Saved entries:
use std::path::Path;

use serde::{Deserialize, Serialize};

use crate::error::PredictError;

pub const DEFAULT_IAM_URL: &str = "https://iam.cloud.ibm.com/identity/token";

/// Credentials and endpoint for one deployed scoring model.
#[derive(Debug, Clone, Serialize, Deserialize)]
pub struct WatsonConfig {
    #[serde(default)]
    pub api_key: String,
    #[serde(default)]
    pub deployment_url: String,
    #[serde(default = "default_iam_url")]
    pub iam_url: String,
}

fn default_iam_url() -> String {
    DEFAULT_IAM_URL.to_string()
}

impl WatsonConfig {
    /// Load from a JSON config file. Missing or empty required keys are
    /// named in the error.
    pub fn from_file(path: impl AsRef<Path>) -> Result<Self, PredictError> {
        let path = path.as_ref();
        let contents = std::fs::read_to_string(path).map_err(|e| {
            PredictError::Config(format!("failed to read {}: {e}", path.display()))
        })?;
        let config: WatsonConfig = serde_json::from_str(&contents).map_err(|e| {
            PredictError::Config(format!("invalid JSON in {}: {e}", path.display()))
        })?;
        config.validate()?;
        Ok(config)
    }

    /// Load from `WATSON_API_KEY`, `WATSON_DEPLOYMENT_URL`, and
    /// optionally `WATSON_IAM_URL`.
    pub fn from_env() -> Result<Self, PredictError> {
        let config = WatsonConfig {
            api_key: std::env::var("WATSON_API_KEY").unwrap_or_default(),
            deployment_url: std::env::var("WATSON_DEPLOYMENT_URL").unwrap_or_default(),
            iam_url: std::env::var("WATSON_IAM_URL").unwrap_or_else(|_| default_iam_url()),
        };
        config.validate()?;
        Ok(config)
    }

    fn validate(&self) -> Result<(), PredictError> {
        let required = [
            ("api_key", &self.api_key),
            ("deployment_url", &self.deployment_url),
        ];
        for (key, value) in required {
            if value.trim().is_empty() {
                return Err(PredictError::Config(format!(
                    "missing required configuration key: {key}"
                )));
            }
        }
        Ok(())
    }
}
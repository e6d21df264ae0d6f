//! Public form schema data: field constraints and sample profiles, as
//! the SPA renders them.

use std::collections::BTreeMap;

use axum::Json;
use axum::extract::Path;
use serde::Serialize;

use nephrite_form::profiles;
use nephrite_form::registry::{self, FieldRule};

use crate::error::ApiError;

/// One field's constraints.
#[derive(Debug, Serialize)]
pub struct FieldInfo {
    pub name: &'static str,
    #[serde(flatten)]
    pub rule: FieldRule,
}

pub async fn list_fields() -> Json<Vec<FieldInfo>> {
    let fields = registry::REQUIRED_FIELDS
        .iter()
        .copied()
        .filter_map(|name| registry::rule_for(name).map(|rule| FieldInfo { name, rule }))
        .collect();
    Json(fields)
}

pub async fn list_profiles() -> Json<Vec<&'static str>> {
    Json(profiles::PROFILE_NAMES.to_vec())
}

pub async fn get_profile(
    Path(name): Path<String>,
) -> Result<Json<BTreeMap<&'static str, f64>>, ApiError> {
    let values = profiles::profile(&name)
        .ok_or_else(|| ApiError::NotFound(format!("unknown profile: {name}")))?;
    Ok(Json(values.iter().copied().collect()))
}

§ Assigned task
The expected output is each line of the records above that includes the word "registry".

§ Task solution
use nephrite_form::registry::{self, FieldRule};
    let fields = registry::REQUIRED_FIELDS
        .filter_map(|name| registry::rule_for(name).map(|rule| FieldInfo { name, rule }))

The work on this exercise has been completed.